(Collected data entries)
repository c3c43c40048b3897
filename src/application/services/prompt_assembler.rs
use crate::domain::{BackendKind, NormalizedFileContent};

const LOCAL_SYSTEM_INSTRUCTION: &str = "You are a helpful AI assistant running on a local model. \
Answer clearly and accurately. When files are provided, base your answer on their contents, \
quote the relevant parts and say so plainly when the files do not contain the answer.";

const CLOUD_SYSTEM_INSTRUCTION: &str = "You are an expert assistant that analyzes documents and \
answers questions. Be precise and well structured. Use only the information in the provided \
files and message, and point out anything that is missing or ambiguous instead of guessing.";

const ANALYSIS_INSTRUCTION: &str = "Please provide a comprehensive analysis of the uploaded \
file(s), addressing the user's message if one was given.";

pub fn system_instruction(backend: BackendKind) -> &'static str {
    match backend {
        BackendKind::Local => LOCAL_SYSTEM_INSTRUCTION,
        BackendKind::Cloud => CLOUD_SYSTEM_INSTRUCTION,
    }
}

/// One normalized file, labelled with what the client declared about it.
#[derive(Debug, Clone, PartialEq)]
pub struct PromptFile {
    pub name: String,
    pub mime_type: String,
    pub content: NormalizedFileContent,
}

/// Everything that goes into a single model prompt.
#[derive(Debug, Clone)]
pub struct PromptRequest {
    pub system_instruction: &'static str,
    pub message: Option<String>,
    pub files: Vec<PromptFile>,
}

impl PromptRequest {
    pub fn new(backend: BackendKind, message: Option<String>, files: Vec<PromptFile>) -> Self {
        Self {
            system_instruction: system_instruction(backend),
            message,
            files,
        }
    }

    pub fn is_empty(&self) -> bool {
        self.message.is_none() && self.files.is_empty()
    }

    pub fn render(&self) -> String {
        let mut prompt = String::from(self.system_instruction);

        if let Some(message) = &self.message {
            prompt.push_str("\n\nUser message: ");
            prompt.push_str(message);
        }

        if !self.files.is_empty() {
            prompt.push_str(&format!(
                "\n\nThe user has uploaded {} file(s):",
                self.files.len()
            ));

            for (index, file) in self.files.iter().enumerate() {
                let declared = if file.mime_type.is_empty() {
                    "unknown type"
                } else {
                    file.mime_type.as_str()
                };
                prompt.push_str(&format!(
                    "\n\n--- File {}: {} ({}) ---\n{}",
                    index + 1,
                    file.name,
                    declared,
                    file.content
                ));
            }

            prompt.push_str("\n\n");
            prompt.push_str(ANALYSIS_INSTRUCTION);
        }

        prompt
    }
}
use axum::Router;
use axum::extract::DefaultBodyLimit;
use axum::middleware;
use axum::routing::{get, post};
use tower_http::cors::{Any, CorsLayer};
use tower_http::trace::{DefaultMakeSpan, DefaultOnResponse, TraceLayer};
use tracing::Level;

use crate::domain::BackendKind;
use crate::infrastructure::observability::request_id_middleware;
use crate::presentation::handlers::{cloud_chat_handler, health_handler, local_chat_handler};
use crate::presentation::state::AppState;

pub fn create_router(state: AppState) -> Router {
    let cors = CorsLayer::new()
        .allow_origin(Any)
        .allow_methods(Any)
        .allow_headers(Any);

    let trace_layer = TraceLayer::new_for_http()
        .make_span_with(DefaultMakeSpan::new().level(Level::INFO))
        .on_response(DefaultOnResponse::new().level(Level::INFO));

    let body_limit = DefaultBodyLimit::max(state.settings.max_body_bytes());

    Router::new()
        .route("/health", get(health_handler))
        .route(BackendKind::Local.route(), post(local_chat_handler))
        .route(BackendKind::Cloud.route(), post(cloud_chat_handler))
        .layer(body_limit)
        .layer(middleware::from_fn(request_id_middleware))
        .layer(trace_layer)
        .layer(cors)
        .with_state(state)
}
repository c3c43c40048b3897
use async_trait::async_trait;

use crate::domain::BackendKind;

/// A model backend that accepts one assembled prompt and returns one reply.
#[async_trait]
pub trait LlmClient: Send + Sync {
    fn backend(&self) -> BackendKind;

    async fn send_prompt(
        &self,
        prompt: &str,
        options: &PromptOptions,
    ) -> Result<LlmReply, LlmClientError>;
}

/// Per-request knobs supplied by the caller.
#[derive(Debug, Clone, Default, PartialEq, Eq)]
pub struct PromptOptions {
    /// Overrides the configured model identifier, where the backend allows it.
    pub model: Option<String>,
}

#[derive(Debug, Clone, PartialEq)]
pub struct LlmReply {
    /// Reply text, empty when the backend returned nothing usable.
    pub text: String,
    /// The backend's response envelope as received.
    pub raw: serde_json::Value,
}

#[derive(Debug, thiserror::Error)]
pub enum LlmClientError {
    #[error("{0} is not configured")]
    MissingApiKey(String),
    #[error("{0}")]
    ApiRequestFailed(String),
    #[error("{0}")]
    RateLimited(String),
    #[error("invalid response: {0}")]
    InvalidResponse(String),
}
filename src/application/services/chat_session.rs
use crate::application::ports::{ChatReply, ChatTransport, ChatTransportError, OutboundChat};
use crate::domain::{
    BackendKind, ChatMessage, FileAcceptancePolicy, FileId, FileRejection, MessageRole,
    UploadedFile,
};

pub const FAILURE_REPLY: &str = "Sorry, I could not process your request. Please try again.";

#[derive(Debug, Clone, PartialEq, Eq, thiserror::Error)]
pub enum SessionError {
    #[error("a message is already being sent")]
    SendInFlight,
    #[error("type a message or attach a file first")]
    NothingToSend,
}

/// Client-held state for one chat session: the transcript, the files queued
/// for the next send and the error banner. Lives until the page is reloaded.
#[derive(Debug)]
pub struct ChatSession {
    backend: BackendKind,
    model: Option<String>,
    policy: FileAcceptancePolicy,
    messages: Vec<ChatMessage>,
    pending_files: Vec<UploadedFile>,
    in_flight: bool,
    error: Option<String>,
}

impl ChatSession {
    pub fn new(backend: BackendKind) -> Self {
        Self::with_policy(backend, FileAcceptancePolicy::default())
    }

    pub fn with_policy(backend: BackendKind, policy: FileAcceptancePolicy) -> Self {
        Self {
            backend,
            model: None,
            policy,
            messages: Vec::new(),
            pending_files: Vec::new(),
            in_flight: false,
            error: None,
        }
    }

    pub fn backend(&self) -> BackendKind {
        self.backend
    }

    pub fn set_backend(&mut self, backend: BackendKind) {
        self.backend = backend;
    }

    pub fn set_model(&mut self, model: Option<String>) {
        self.model = model;
    }

    pub fn messages(&self) -> &[ChatMessage] {
        &self.messages
    }

    pub fn pending_files(&self) -> &[UploadedFile] {
        &self.pending_files
    }

    pub fn is_sending(&self) -> bool {
        self.in_flight
    }

    pub fn error(&self) -> Option<&str> {
        self.error.as_deref()
    }

    pub fn dismiss_error(&mut self) {
        self.error = None;
    }

    /// Queues every acceptable file and reports the ones that were skipped.
    pub fn add_files(&mut self, files: Vec<UploadedFile>) -> Vec<FileRejection> {
        let mut rejections = Vec::new();

        for file in files {
            match self.policy.check(&file.name, &file.mime_type, file.size) {
                Ok(()) => self.pending_files.push(file),
                Err(rejection) => {
                    tracing::debug!(%rejection, "File skipped");
                    rejections.push(rejection);
                }
            }
        }

        if let Some(first) = rejections.first() {
            self.error = Some(first.to_string());
        }

        rejections
    }

    pub fn remove_file(&mut self, id: FileId) -> Option<UploadedFile> {
        let index = self.pending_files.iter().position(|f| f.id == id)?;
        Some(self.pending_files.remove(index))
    }

    /// Records the user turn and hands back the request to transmit. Pending
    /// files move into the request; the list is empty afterwards.
    pub fn begin_send(&mut self, message: &str) -> Result<OutboundChat, SessionError> {
        if self.in_flight {
            return Err(SessionError::SendInFlight);
        }

        let message = message.trim();
        if message.is_empty() && self.pending_files.is_empty() {
            return Err(SessionError::NothingToSend);
        }

        let files = std::mem::take(&mut self.pending_files);
        let display = if message.is_empty() {
            format!("Sent {} file(s)", files.len())
        } else {
            message.to_string()
        };

        self.messages.push(ChatMessage::with_attachments(
            MessageRole::User,
            display,
            files.clone(),
        ));
        self.in_flight = true;
        self.error = None;

        Ok(OutboundChat {
            backend: self.backend,
            message: (!message.is_empty()).then(|| message.to_string()),
            files,
            model: self.model.clone(),
        })
    }

    pub fn complete_send(&mut self, result: Result<ChatReply, ChatTransportError>) {
        match result {
            Ok(reply) => {
                self.messages
                    .push(ChatMessage::new(MessageRole::Assistant, reply.response));
            }
            Err(e) => {
                tracing::warn!(error = %e, "Chat submission failed");
                self.error = Some(e.to_string());
                self.messages
                    .push(ChatMessage::new(MessageRole::Assistant, FAILURE_REPLY.to_string()));
            }
        }
        self.in_flight = false;
    }

    /// Runs one full turn through `transport`. Transport failures end up in
    /// the transcript and the banner, not in the return value.
    pub async fn send<T>(&mut self, transport: &T, message: &str) -> Result<(), SessionError>
    where
        T: ChatTransport + ?Sized,
    {
        let outbound = self.begin_send(message)?;
        let result = transport.submit(&outbound).await;
        self.complete_send(result);
        Ok(())
    }
}
mod environment;
mod settings;

pub use environment::{ENVIRONMENT_VAR, Environment};
pub use settings::{
    CloudModelSettings, LocalModelSettings, LoggingSettings, ServerSettings, Settings,
};
use docchat::domain::{DOCX_MIME, FileAcceptancePolicy, FileRejection, MAX_FILE_SIZE_BYTES};

#[test]
fn given_supported_mime_under_limit_when_checking_then_accepts() {
    let policy = FileAcceptancePolicy::default();

    assert!(policy.check("notes.txt", "text/plain", 12).is_ok());
    assert!(policy.check("report.docx", DOCX_MIME, 1024).is_ok());
    assert!(policy.check("photo.webp", "image/webp", 1024).is_ok());
}

#[test]
fn given_unknown_mime_with_allowed_extension_when_checking_then_accepts() {
    let policy = FileAcceptancePolicy::default();

    assert!(policy.check("script.js", "", 10).is_ok());
    assert!(policy.check("README.md", "application/octet-stream", 10).is_ok());
}

#[test]
fn given_unsupported_type_when_checking_then_rejects_with_name() {
    let policy = FileAcceptancePolicy::default();

    let result = policy.check("setup.exe", "application/x-msdownload", 10);

    assert_eq!(
        result,
        Err(FileRejection::UnsupportedType {
            name: "setup.exe".to_string()
        })
    );
}

#[test]
fn given_file_over_ten_megabytes_when_checking_then_rejects_as_too_large() {
    let policy = FileAcceptancePolicy::default();

    let result = policy.check("big.pdf", "application/pdf", MAX_FILE_SIZE_BYTES + 1);

    assert!(matches!(result, Err(FileRejection::TooLarge { .. })));
    assert!(result.unwrap_err().to_string().contains("big.pdf"));
}

#[test]
fn given_file_exactly_at_limit_when_checking_then_accepts() {
    let policy = FileAcceptancePolicy::default();

    assert!(policy.check("big.pdf", "application/pdf", MAX_FILE_SIZE_BYTES).is_ok());
}
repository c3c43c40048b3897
pub mod config;
pub mod handlers;
pub mod router;
pub mod state;

pub use config::{Environment, Settings};
pub use router::create_router;
pub use state::AppState;
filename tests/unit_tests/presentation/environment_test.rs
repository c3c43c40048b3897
use docchat::presentation::Environment;

#[test]
fn given_known_names_when_parsing_then_maps_to_environment() {
    assert_eq!(Environment::try_from("prod".to_string()), Ok(Environment::Prod));
    assert_eq!(Environment::try_from("Production".to_string()), Ok(Environment::Prod));
    assert_eq!(Environment::try_from(" TEST ".to_string()), Ok(Environment::Test));
    assert_eq!(Environment::try_from("dev".to_string()), Ok(Environment::Local));
}

#[test]
fn given_unknown_name_when_parsing_then_returns_error() {
    let error = Environment::try_from("staging".to_string()).unwrap_err();
    assert!(error.contains("staging"));
}

#[test]
fn given_environment_when_formatting_then_matches_settings_file_suffix() {
    assert_eq!(Environment::Local.to_string(), "Local");
    assert_eq!(Environment::Prod.as_str(), "Prod");
    assert!(Environment::Prod.is_production());
    assert!(!Environment::default().is_production());
}
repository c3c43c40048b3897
pub mod application;
pub mod domain;
pub mod infrastructure;
pub mod presentation;
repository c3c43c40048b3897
use std::fmt;
use std::str::FromStr;

use serde::{Deserialize, Serialize};

/// Which model backend a chat request is routed to.
#[derive(Debug, Clone, Copy, PartialEq, Eq, Hash, Serialize, Deserialize)]
#[serde(rename_all = "lowercase")]
pub enum BackendKind {
    Local,
    Cloud,
}

impl BackendKind {
    pub fn as_str(&self) -> &'static str {
        match self {
            BackendKind::Local => "local",
            BackendKind::Cloud => "cloud",
        }
    }

    /// Path of the chat endpoint serving this backend.
    pub fn route(&self) -> &'static str {
        match self {
            BackendKind::Local => "/api/chat/local",
            BackendKind::Cloud => "/api/chat/cloud",
        }
    }
}

impl FromStr for BackendKind {
    type Err = String;

    fn from_str(s: &str) -> Result<Self, Self::Err> {
        match s.to_ascii_lowercase().as_str() {
            "local" | "ollama" => Ok(BackendKind::Local),
            "cloud" | "gemini" => Ok(BackendKind::Cloud),
            other => Err(format!(
                "Invalid backend: {}. Expected: local or cloud",
                other
            )),
        }
    }
}

impl fmt::Display for BackendKind {
    fn fmt(&self, f: &mut fmt::Formatter<'_>) -> fmt::Result {
        f.write_str(self.as_str())
    }
}
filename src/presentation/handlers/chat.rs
use std::collections::HashMap;
use std::sync::Arc;

use axum::Json;
use axum::extract::multipart::MultipartRejection;
use axum::extract::{Multipart, State};
use axum::http::StatusCode;
use axum::response::{IntoResponse, Response};
use serde::Serialize;

use crate::application::services::{ChatError, ChatRequest, ChatService};
use crate::domain::{BackendKind, FileDescriptor};
use crate::infrastructure::observability::sanitize_prompt;
use crate::presentation::state::AppState;

#[derive(Debug, Serialize)]
#[serde(rename_all = "camelCase")]
pub struct ChatResponse {
    pub success: bool,
    #[serde(skip_serializing_if = "Option::is_none")]
    pub response: Option<String>,
    #[serde(skip_serializing_if = "Option::is_none")]
    pub files_processed: Option<usize>,
    #[serde(skip_serializing_if = "Option::is_none")]
    pub error: Option<String>,
}

impl ChatResponse {
    fn failure(status: StatusCode, error: String) -> Response {
        (
            status,
            Json(Self {
                success: false,
                response: None,
                files_processed: None,
                error: Some(error),
            }),
        )
            .into_response()
    }
}

#[derive(Debug, thiserror::Error)]
pub enum ChatFormError {
    #[error("failed to read form: {0}")]
    Multipart(String),
    #[error("invalid payload for file_{index}: {reason}")]
    InvalidFilePayload { index: usize, reason: String },
}

#[tracing::instrument(skip(state, multipart))]
pub async fn local_chat_handler(
    State(state): State<AppState>,
    multipart: Result<Multipart, MultipartRejection>,
) -> Response {
    handle_chat(Arc::clone(&state.local_chat), multipart).await
}

#[tracing::instrument(skip(state, multipart))]
pub async fn cloud_chat_handler(
    State(state): State<AppState>,
    multipart: Result<Multipart, MultipartRejection>,
) -> Response {
    handle_chat(Arc::clone(&state.cloud_chat), multipart).await
}

async fn handle_chat(
    service: Arc<ChatService>,
    multipart: Result<Multipart, MultipartRejection>,
) -> Response {
    let request = match multipart {
        Ok(multipart) => read_chat_form(multipart, service.backend()).await,
        Err(rejection) => Err(ChatFormError::Multipart(rejection.body_text())),
    };

    let request = match request {
        Ok(request) => request,
        Err(e) => {
            tracing::error!(error = %e, "Failed to decode chat form");
            return ChatResponse::failure(
                StatusCode::INTERNAL_SERVER_ERROR,
                format!("Internal server error: {}", e),
            );
        }
    };

    tracing::debug!(
        message = %sanitize_prompt(request.message.as_deref().unwrap_or_default()),
        file_count = request.files.len(),
        "Processing chat request"
    );

    match service.process(request).await {
        Ok(outcome) => (
            StatusCode::OK,
            Json(ChatResponse {
                success: true,
                response: Some(outcome.response),
                files_processed: Some(outcome.files_processed),
                error: None,
            }),
        )
            .into_response(),
        Err(e @ ChatError::EmptyRequest) => {
            ChatResponse::failure(StatusCode::BAD_REQUEST, e.to_string())
        }
        Err(ChatError::Backend(e)) => {
            tracing::warn!(error = %e, "Backend call failed");
            ChatResponse::failure(StatusCode::INTERNAL_SERVER_ERROR, e.to_string())
        }
    }
}

async fn read_chat_form(
    mut multipart: Multipart,
    backend: BackendKind,
) -> Result<ChatRequest, ChatFormError> {
    let mut fields = HashMap::new();

    while let Some(field) = multipart
        .next_field()
        .await
        .map_err(|e| ChatFormError::Multipart(e.body_text()))?
    {
        let Some(name) = field.name().map(str::to_string) else {
            continue;
        };
        let value = field
            .text()
            .await
            .map_err(|e| ChatFormError::Multipart(e.body_text()))?;
        fields.insert(name, value);
    }

    parse_chat_fields(fields, backend)
}

/// Builds a [`ChatRequest`] from the decoded form fields.
pub fn parse_chat_fields(
    mut fields: HashMap<String, String>,
    backend: BackendKind,
) -> Result<ChatRequest, ChatFormError> {
    let file_count = match fields.get("fileCount").map(|v| v.trim()) {
        None | Some("") => 0,
        Some(raw) => raw.parse::<usize>().unwrap_or_else(|_| {
            tracing::warn!(file_count = raw, "Unparsable fileCount, treating as zero");
            0
        }),
    };

    // Only indices present in the form are visited, so the declared count
    // never drives allocation or iteration on its own.
    let mut indices: Vec<usize> = fields
        .keys()
        .filter_map(|key| file_field_index(key))
        .filter(|index| *index < file_count)
        .collect();
    indices.sort_unstable();

    if indices.len() < file_count {
        tracing::warn!(
            declared = file_count,
            received = indices.len(),
            "Declared file fields are missing"
        );
    }

    let mut files = Vec::with_capacity(indices.len());
    for index in indices {
        let Some(raw) = fields.remove(&format!("file_{index}")) else {
            continue;
        };

        let descriptor: FileDescriptor = serde_json::from_str(&raw).map_err(|e| {
            ChatFormError::InvalidFilePayload {
                index,
                reason: e.to_string(),
            }
        })?;
        files.push(descriptor.into_uploaded_file());
    }

    let model = match backend {
        BackendKind::Local => fields.remove("model"),
        BackendKind::Cloud => None,
    };

    Ok(ChatRequest {
        message: fields.remove("message"),
        files,
        model,
    })
}

/// Index of a canonical `file_<i>` field name.
fn file_field_index(key: &str) -> Option<usize> {
    let index: usize = key.strip_prefix("file_")?.parse().ok()?;
    (key.len() == "file_".len() + index.to_string().len()).then_some(index)
}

» ACTION ITEM: After reading the entries above, state how many lines hold the word "bool", with no text besides the number.

» THE COMPLETED TASK: 4